Andrea Luppi, McGill University
Andrea I. Luppi, S. Parker Singleton, Justine Y. Hansen, Keith W. Jamison, Danilo Bzdok, Amy Kuceyeski, Richard F. Betzel & Bratislav Misic. Contributions of network structure, chemoarchitecture and diagnostic categories to transitions between cognitive topographies. Nature Biomedical Engineering 8, 1142–1161 (2024).
Understanding how the brain’s network architecture shapes its capacity to transition between different states
To support the diversity of human cognitive functions, such as learning, thinking, reasoning, remembering, problem solving, decision making, and attention, brain regions flexibly form and dissolve connections on the fly. How is the brain’s capacity to transition between different functional configurations shaped by brain network architecture? Andrea Luppi, working in Bratislav Misic’s lab at McGill University and the Montreal Neurological Institute, investigated this question using engineering principles of network control to simulate transitions between behaviourally derived brain states. They identified >100 cognitively relevant brain states in a data-driven manner, corresponding to activation patterns aggregated over 14,000 fMRI studies from a large collaborative database called NeuroSynth, and effectively mapped how brain network organization and chemoarchitecture interact to manifest these brain states. By leveraging large-scale databases of network structure, functional activation and neurotransmitter systems, the present work provides an integrative framework for the systematic exploration of the full range of possible transitions between experimentally defined brain states. This systematic approach allowed the researchers to discover the key role of the brain’s wiring diagram in supporting flexible transitions with high energetic efficiency, and how this efficiency can be disrupted by disease and restored by targeted pharmacology.

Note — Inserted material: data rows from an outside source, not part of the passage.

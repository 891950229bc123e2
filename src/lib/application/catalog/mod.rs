//! Tool catalog advertised to the model.
//!
//! The catalog is rebuilt from scratch every time the set of live sessions
//! changes. Declarations for the model are recomputed on every request so a
//! rebuild is always visible to the next model call.

mod schema;

pub use schema::{SchemaError, translate, validate_arguments};

use serde::Serialize;
use serde_json::Value;
use std::collections::HashMap;
use tracing::{debug, warn};

/// A tool as reported by a tool server's `tools/list`.
#[derive(Debug, Clone, PartialEq, Serialize)]
pub struct ToolDescriptor {
    pub name: String,
    pub description: String,
    /// Name of the session that serves this tool.
    #[serde(skip_serializing_if = "Option::is_none")]
    pub server: Option<String>,
    /// Provider-form parameter schema.
    pub input_schema: Value,
}

/// Model-form function declaration.
#[derive(Debug, Clone, PartialEq, Serialize)]
pub struct FunctionDeclaration {
    pub name: String,
    pub description: String,
    pub parameters: Value,
}

#[derive(Debug, Clone)]
pub struct CatalogEntry {
    pub descriptor: ToolDescriptor,
    /// Model-form schema computed when the catalog was built; used for
    /// argument validation at dispatch time.
    pub model_schema: Value,
}

#[derive(Debug, Clone, Default)]
pub struct ToolCatalog {
    entries: Vec<CatalogEntry>,
    index: HashMap<String, usize>,
}

impl ToolCatalog {
    /// Builds a catalog. Duplicate names resolve last-write-wins; tools
    /// whose schema cannot be translated are left out.
    pub fn build(descriptors: impl IntoIterator<Item = ToolDescriptor>) -> Self {
        let mut catalog = ToolCatalog::default();
        for descriptor in descriptors {
            let model_schema = match translate(&descriptor.input_schema) {
                Ok(schema) => schema,
                Err(err) => {
                    warn!(
                        tool = %descriptor.name,
                        server = descriptor.server.as_deref().unwrap_or("-"),
                        %err,
                        "Excluding tool with untranslatable schema"
                    );
                    continue;
                }
            };

            let entry = CatalogEntry {
                descriptor,
                model_schema,
            };
            match catalog.index.get(&entry.descriptor.name).copied() {
                Some(position) => {
                    warn!(
                        tool = %entry.descriptor.name,
                        previous = catalog.entries[position].descriptor.server.as_deref().unwrap_or("-"),
                        replacement = entry.descriptor.server.as_deref().unwrap_or("-"),
                        "Duplicate tool name; later definition wins"
                    );
                    catalog.entries[position] = entry;
                }
                None => {
                    catalog
                        .index
                        .insert(entry.descriptor.name.clone(), catalog.entries.len());
                    catalog.entries.push(entry);
                }
            }
        }
        debug!(tools = catalog.entries.len(), "Tool catalog built");
        catalog
    }

    pub fn len(&self) -> usize {
        self.entries.len()
    }

    pub fn is_empty(&self) -> bool {
        self.entries.is_empty()
    }

    pub fn get(&self, name: &str) -> Option<&CatalogEntry> {
        self.index.get(name).map(|&position| &self.entries[position])
    }

    pub fn names(&self) -> impl Iterator<Item = &str> {
        self.entries.iter().map(|entry| entry.descriptor.name.as_str())
    }

    pub fn entries(&self) -> &[CatalogEntry] {
        &self.entries
    }

    /// Declarations in the shape function-calling backends expect.
    pub fn translated_for_model(&self) -> Vec<FunctionDeclaration> {
        self.entries
            .iter()
            .filter_map(|entry| {
                let parameters = translate(&entry.descriptor.input_schema).ok()?;
                Some(FunctionDeclaration {
                    name: entry.descriptor.name.clone(),
                    description: entry.descriptor.description.clone(),
                    parameters,
                })
            })
            .collect()
    }
}
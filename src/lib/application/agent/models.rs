use crate::config::defaults::DEFAULT_MAX_TOOL_TURNS;
use serde::Serialize;
use serde_json::{Map as JsonMap, Value};

#[derive(Debug, Clone, Serialize)]
pub struct AgentStep {
    pub tool: String,
    pub arguments: JsonMap<String, Value>,
    pub success: bool,
}

/// Answer to one query.
#[derive(Debug, Clone)]
pub struct Resolution {
    pub response: String,
    /// `[Calling tool ...]` annotations, one per dispatched call.
    pub trace: Vec<String>,
    pub steps: Vec<AgentStep>,
}

impl Resolution {
    /// Trace annotations followed by the model's concluding text.
    pub fn render(&self) -> String {
        self.trace
            .iter()
            .map(String::as_str)
            .chain(std::iter::once(self.response.as_str()))
            .filter(|line| !line.is_empty())
            .collect::<Vec<_>>()
            .join("\n")
    }
}

#[derive(Debug, Clone)]
pub struct ResolverOptions {
    pub model: String,
    pub system_prompt: Option<String>,
    /// Tool calls allowed per query before the query fails.
    pub max_tool_turns: usize,
}

impl ResolverOptions {
    pub fn new(model: impl Into<String>) -> Self {
        Self {
            model: model.into(),
            system_prompt: None,
            max_tool_turns: DEFAULT_MAX_TOOL_TURNS,
        }
    }

    pub fn with_system_prompt(mut self, prompt: Option<String>) -> Self {
        self.system_prompt = prompt.filter(|prompt| !prompt.trim().is_empty());
        self
    }

    pub fn with_max_tool_turns(mut self, limit: usize) -> Self {
        self.max_tool_turns = limit;
        self
    }
}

Specifically, Luppi and colleagues discovered that the network architecture of the human connectome enables transitions between brain states at lower energetic cost than 1000s of alternative wiring schemes. They then systematically modelled how transitions could be impacted by changes in brain architecture associated with 11 neurological, psychiatric and neurodevelopmental disorders from 17,000 patients in the ENIGMA database (a large collaborative brain imaging database). They found systematic relationships between brain abnormality and transitions towards brain states supporting memory and language, providing a mechanistic link between anatomical changes and cognitive symptoms.
Finally, they leveraged the largest available database of neurotransmitter receptor expression in the human brain in vivo (18 receptor and transporter maps from >1,200 PET scans) to predict the effects of pharmacological interventions. The transporters and receptors of dopamine, a key neurotransmitter, emerged as well positioned to facilitate many desired brain transitions – consistent with their engagement by drugs used to treat attention deficit. Crucially, this model also highlighted other receptors as suitable targets to achieve specific brain states.
The predictions generated by this model have numerous potential clinical and non-clinical applications. This model is not merely descriptive, but mechanistic: it provides explicit, testable predictions about which cognitive transitions should be easier or harder. In this study, the researchers successfully predicted participants’ task-switching difficulty in the scanner, given credence to the proposed model. They have made their computational model fully available online, making it straightforward for other researchers to customise it with brain maps representing additional cognitive states of interest, or brain networks from individual patients.
About Andrea Luppi
A native of Italy, Dr Andrea Luppi performed this work as a post-doctoral researcher at the Montreal Neurological Institute, McGill University. His leading role in this work is reflected in his position as both first author and corresponding author. He was involved in all aspects of the study, from conception to execution. Andrea is currently a Wellcome Trust Research Fellow at the University of Oxford, and Research Fellow of St John’s College, Cambridge.
Source of funding
Dr Luppi was supported by the Molson Neuro-Engineering Fellowship of the Montreal Neurological Institute, and FRQNT Strategic Clusters Program (2020-RS4-265502—Centre UNIQUE—Union Neuroscience and Artificial Intelligence—Quebec) via the UNIQUE Neuro-AI Excellence Scholarship.